**Exercise directions:** The reply has to contain each record exactly as written.

**Exercise material:**
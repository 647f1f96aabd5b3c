//! Wire Protocol Definitions
//!
//! JSON-over-HTTP DTOs and endpoint constants shared by the transport
//! client and server. This is the entire cross-node surface: a node accepts
//! task submissions and answers heartbeats, nothing else. There is no
//! result channel back to the submitting node (fire-and-forget).

use crate::scheduler::types::TaskContext;
use serde::{Deserialize, Serialize};

pub const ENDPOINT_SUBMIT: &str = "/submit";
pub const ENDPOINT_HEARTBEAT: &str = "/heartbeat";

/// Body of `POST /submit`. `priority` is the 0-3 wire code
/// (0 = Critical .. 3 = Low).
#[derive(Debug, Clone, Serialize, Deserialize)]
pub struct SubmitTaskRequest {
    pub name: String,
    #[serde(default)]
    pub payload: serde_json::Value,
    #[serde(default)]
    pub context: TaskContext,
    pub priority: u8,
    #[serde(default)]
    pub labels: Vec<String>,
}

#[derive(Debug, Serialize, Deserialize)]
pub struct SubmitTaskResponse {
    pub enqueued: bool,
}

#[derive(Debug, Serialize, Deserialize)]
pub struct HeartbeatResponse {
    pub status: String,
}

#[derive(Debug, Serialize, Deserialize)]
pub struct ErrorResponse {
    pub error: String,
}
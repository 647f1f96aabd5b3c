//! Task Registry
//!
//! Maps string task names (e.g. "scrape_page") to executable async
//! handlers. The indirection is what lets a task be described entirely by
//! serializable data (`name` + `payload` + `context`) and therefore cross
//! the network: the transport server looks the name up in *its own*
//! registry and runs the local implementation.
//!
//! One registry instance is shared by the local worker pool and the
//! transport server of a process. It is injected explicitly wherever it is
//! needed (there is no process-wide global). Read-mostly: registration
//! happens at startup, lookups happen on every dispatch.

use super::types::{TaskContext, TaskFuture};
use crate::error::SchedulerError;

use dashmap::DashMap;
use std::future::Future;
use std::sync::Arc;

/// Type-erased async handler: `(payload, context) -> Result<result_json>`.
pub type HandlerFn =
    Arc<dyn Fn(serde_json::Value, TaskContext) -> TaskFuture + Send + Sync>;

pub struct TaskRegistry {
    handlers: DashMap<String, HandlerFn>,
}

impl TaskRegistry {
    pub fn new() -> Arc<Self> {
        Arc::new(Self {
            handlers: DashMap::new(),
        })
    }

    /// Registers a handler under `name`. Re-registering a name replaces the
    /// previous handler.
    pub fn register<F, Fut>(&self, name: &str, handler: F)
    where
        F: Fn(serde_json::Value, TaskContext) -> Fut + Send + Sync + 'static,
        Fut: Future<Output = anyhow::Result<serde_json::Value>> + Send + 'static,
    {
        // Box::pin erases the concrete Future type so handlers with
        // different bodies can live in the same map.
        let handler_fn: HandlerFn = Arc::new(move |payload, context| {
            Box::pin(handler(payload, context)) as TaskFuture
        });

        self.handlers.insert(name.to_string(), handler_fn);
        tracing::info!("Registered task handler: {}", name);
    }

    /// Looks up `name` and invokes its handler.
    ///
    /// Fails with [`SchedulerError::NotFound`] for unregistered names and
    /// [`SchedulerError::Handler`] when the handler itself errors.
    pub async fn run(
        &self,
        name: &str,
        payload: serde_json::Value,
        context: TaskContext,
    ) -> Result<serde_json::Value, SchedulerError> {
        let handler = match self.handlers.get(name) {
            Some(entry) => entry.value().clone(),
            None => {
                tracing::error!("Unknown task handler: {}", name);
                return Err(SchedulerError::NotFound(name.to_string()));
            }
        };

        handler(payload, context).await.map_err(SchedulerError::Handler)
    }

    pub fn has_handler(&self, name: &str) -> bool {
        self.handlers.contains_key(name)
    }

    pub fn handler_count(&self) -> usize {
        self.handlers.len()
    }

    /// Names of all registered handlers.
    pub fn handler_names(&self) -> Vec<String> {
        self.handlers.iter().map(|e| e.key().clone()).collect()
    }
}
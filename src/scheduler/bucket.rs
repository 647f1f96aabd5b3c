//! Token Bucket Rate Limiter
//!
//! Continuous-refill bucket: tokens accrue at `fill_rate` per second up to
//! `capacity`. `allow` is non-blocking; a caller that needs to wait for a
//! token re-polls (the worker pool does this through its admission loop,
//! re-queueing the task with a short delay).
//!
//! One bucket exists per rate-limited label, owned by the pool for its
//! whole lifetime. All mutation happens under a single lock per bucket.

use std::sync::Mutex;
use std::time::Instant;

#[derive(Debug)]
pub struct TokenBucket {
    fill_rate: f64,
    capacity: f64,
    state: Mutex<BucketState>,
}

#[derive(Debug)]
struct BucketState {
    tokens: f64,
    last_refill: Instant,
}

impl TokenBucket {
    /// Creates a full bucket.
    pub fn new(fill_rate: f64, capacity: f64) -> Self {
        Self {
            fill_rate,
            capacity,
            state: Mutex::new(BucketState {
                tokens: capacity,
                last_refill: Instant::now(),
            }),
        }
    }

    /// Refills for the elapsed wall time, then tries to debit `cost`.
    /// Returns whether the debit succeeded.
    pub fn allow(&self, cost: f64) -> bool {
        let mut state = self.state.lock().unwrap();
        let now = Instant::now();
        let elapsed = now.duration_since(state.last_refill).as_secs_f64();
        state.tokens = self.capacity.min(state.tokens + elapsed * self.fill_rate);
        state.last_refill = now;

        if state.tokens >= cost {
            state.tokens -= cost;
            true
        } else {
            false
        }
    }

    /// Current token count after a refill. Diagnostic only.
    pub fn available(&self) -> f64 {
        let mut state = self.state.lock().unwrap();
        let now = Instant::now();
        let elapsed = now.duration_since(state.last_refill).as_secs_f64();
        state.tokens = self.capacity.min(state.tokens + elapsed * self.fill_rate);
        state.last_refill = now;
        state.tokens
    }
}
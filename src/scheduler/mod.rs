//! Local Task Scheduler
//!
//! A priority-based, in-memory work scheduler. Tasks enter through
//! [`pool::WorkerPool::submit`] as either an opaque closure or a
//! registry-backed `(name, payload, context)` description, and a fixed set
//! of workers dispatches them in `(priority, ready_at, sequence)` order,
//! subject to an admission gate (pause state, host resource pressure,
//! per-label token buckets, per-label concurrency caps).
//!
//! ## Submodules
//! - **`types`**: the task envelope (`WorkItem`), priorities, the two-shape
//!   `WorkSpec` union, and retry/backoff math.
//! - **`bucket`**: continuous-refill token bucket rate limiter.
//! - **`registry`**: name → async handler lookup, the indirection that
//!   makes tasks serializable and therefore remote-routable.
//! - **`monitor`**: pluggable resource probe behind a trait.
//! - **`pool`**: the worker loops, queue, admission, and retry logic.

pub mod bucket;
pub mod monitor;
pub mod pool;
pub mod registry;
pub mod types;

#[cfg(test)]
mod tests;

**Solved exercise:**
repository 647f1f96aabd5b3c
//! Wire Protocol Definitions
//!
//! JSON-over-HTTP DTOs and endpoint constants shared by the transport
//! client and server. This is the entire cross-node surface: a node accepts
//! task submissions and answers heartbeats, nothing else. There is no
//! result channel back to the submitting node (fire-and-forget).

use crate::scheduler::types::TaskContext;
use serde::{Deserialize, Serialize};

pub const ENDPOINT_SUBMIT: &str = "/submit";
pub const ENDPOINT_HEARTBEAT: &str = "/heartbeat";

/// Body of `POST /submit`. `priority` is the 0-3 wire code
/// (0 = Critical .. 3 = Low).
#[derive(Debug, Clone, Serialize, Deserialize)]
pub struct SubmitTaskRequest {
    pub name: String,
    #[serde(default)]
    pub payload: serde_json::Value,
    #[serde(default)]
    pub context: TaskContext,
    pub priority: u8,
    #[serde(default)]
    pub labels: Vec<String>,
}

#[derive(Debug, Serialize, Deserialize)]
pub struct SubmitTaskResponse {
    pub enqueued: bool,
}

#[derive(Debug, Serialize, Deserialize)]
pub struct HeartbeatResponse {
    pub status: String,
}

#[derive(Debug, Serialize, Deserialize)]
pub struct ErrorResponse {
    pub error: String,
}
repository 647f1f96aabd5b3c
//! Task Registry
//!
//! Maps string task names (e.g. "scrape_page") to executable async
//! handlers. The indirection is what lets a task be described entirely by
//! serializable data (`name` + `payload` + `context`) and therefore cross
//! the network: the transport server looks the name up in *its own*
//! registry and runs the local implementation.
//!
//! One registry instance is shared by the local worker pool and the
//! transport server of a process. It is injected explicitly wherever it is
//! needed (there is no process-wide global). Read-mostly: registration
//! happens at startup, lookups happen on every dispatch.

use super::types::{TaskContext, TaskFuture};
use crate::error::SchedulerError;

use dashmap::DashMap;
use std::future::Future;
use std::sync::Arc;

/// Type-erased async handler: `(payload, context) -> Result<result_json>`.
pub type HandlerFn =
    Arc<dyn Fn(serde_json::Value, TaskContext) -> TaskFuture + Send + Sync>;

pub struct TaskRegistry {
    handlers: DashMap<String, HandlerFn>,
}

impl TaskRegistry {
    pub fn new() -> Arc<Self> {
        Arc::new(Self {
            handlers: DashMap::new(),
        })
    }

    /// Registers a handler under `name`. Re-registering a name replaces the
    /// previous handler.
    pub fn register<F, Fut>(&self, name: &str, handler: F)
    where
        F: Fn(serde_json::Value, TaskContext) -> Fut + Send + Sync + 'static,
        Fut: Future<Output = anyhow::Result<serde_json::Value>> + Send + 'static,
    {
        // Box::pin erases the concrete Future type so handlers with
        // different bodies can live in the same map.
        let handler_fn: HandlerFn = Arc::new(move |payload, context| {
            Box::pin(handler(payload, context)) as TaskFuture
        });

        self.handlers.insert(name.to_string(), handler_fn);
        tracing::info!("Registered task handler: {}", name);
    }

    /// Looks up `name` and invokes its handler.
    ///
    /// Fails with [`SchedulerError::NotFound`] for unregistered names and
    /// [`SchedulerError::Handler`] when the handler itself errors.
    pub async fn run(
        &self,
        name: &str,
        payload: serde_json::Value,
        context: TaskContext,
    ) -> Result<serde_json::Value, SchedulerError> {
        let handler = match self.handlers.get(name) {
            Some(entry) => entry.value().clone(),
            None => {
                tracing::error!("Unknown task handler: {}", name);
                return Err(SchedulerError::NotFound(name.to_string()));
            }
        };

        handler(payload, context).await.map_err(SchedulerError::Handler)
    }

    pub fn has_handler(&self, name: &str) -> bool {
        self.handlers.contains_key(name)
    }

    pub fn handler_count(&self) -> usize {
        self.handlers.len()
    }

    /// Names of all registered handlers.
    pub fn handler_names(&self) -> Vec<String> {
        self.handlers.iter().map(|e| e.key().clone()).collect()
    }
}
filename src/scheduler/bucket.rs
repository 647f1f96aabd5b3c
//! Token Bucket Rate Limiter
//!
//! Continuous-refill bucket: tokens accrue at `fill_rate` per second up to
//! `capacity`. `allow` is non-blocking; a caller that needs to wait for a
//! token re-polls (the worker pool does this through its admission loop,
//! re-queueing the task with a short delay).
//!
//! One bucket exists per rate-limited label, owned by the pool for its
//! whole lifetime. All mutation happens under a single lock per bucket.

use std::sync::Mutex;
use std::time::Instant;

#[derive(Debug)]
pub struct TokenBucket {
    fill_rate: f64,
    capacity: f64,
    state: Mutex<BucketState>,
}

#[derive(Debug)]
struct BucketState {
    tokens: f64,
    last_refill: Instant,
}

impl TokenBucket {
    /// Creates a full bucket.
    pub fn new(fill_rate: f64, capacity: f64) -> Self {
        Self {
            fill_rate,
            capacity,
            state: Mutex::new(BucketState {
                tokens: capacity,
                last_refill: Instant::now(),
            }),
        }
    }

    /// Refills for the elapsed wall time, then tries to debit `cost`.
    /// Returns whether the debit succeeded.
    pub fn allow(&self, cost: f64) -> bool {
        let mut state = self.state.lock().unwrap();
        let now = Instant::now();
        let elapsed = now.duration_since(state.last_refill).as_secs_f64();
        state.tokens = self.capacity.min(state.tokens + elapsed * self.fill_rate);
        state.last_refill = now;

        if state.tokens >= cost {
            state.tokens -= cost;
            true
        } else {
            false
        }
    }

    /// Current token count after a refill. Diagnostic only.
    pub fn available(&self) -> f64 {
        let mut state = self.state.lock().unwrap();
        let now = Instant::now();
        let elapsed = now.duration_since(state.last_refill).as_secs_f64();
        state.tokens = self.capacity.min(state.tokens + elapsed * self.fill_rate);
        state.last_refill = now;
        state.tokens
    }
}
filename src/scheduler/mod.rs
//! Local Task Scheduler
//!
//! A priority-based, in-memory work scheduler. Tasks enter through
//! [`pool::WorkerPool::submit`] as either an opaque closure or a
//! registry-backed `(name, payload, context)` description, and a fixed set
//! of workers dispatches them in `(priority, ready_at, sequence)` order,
//! subject to an admission gate (pause state, host resource pressure,
//! per-label token buckets, per-label concurrency caps).
//!
//! ## Submodules
//! - **`types`**: the task envelope (`WorkItem`), priorities, the two-shape
//!   `WorkSpec` union, and retry/backoff math.
//! - **`bucket`**: continuous-refill token bucket rate limiter.
//! - **`registry`**: name → async handler lookup, the indirection that
//!   makes tasks serializable and therefore remote-routable.
//! - **`monitor`**: pluggable resource probe behind a trait.
//! - **`pool`**: the worker loops, queue, admission, and retry logic.

pub mod bucket;
pub mod monitor;
pub mod pool;
pub mod registry;
pub mod types;

#[cfg(test)]
mod tests;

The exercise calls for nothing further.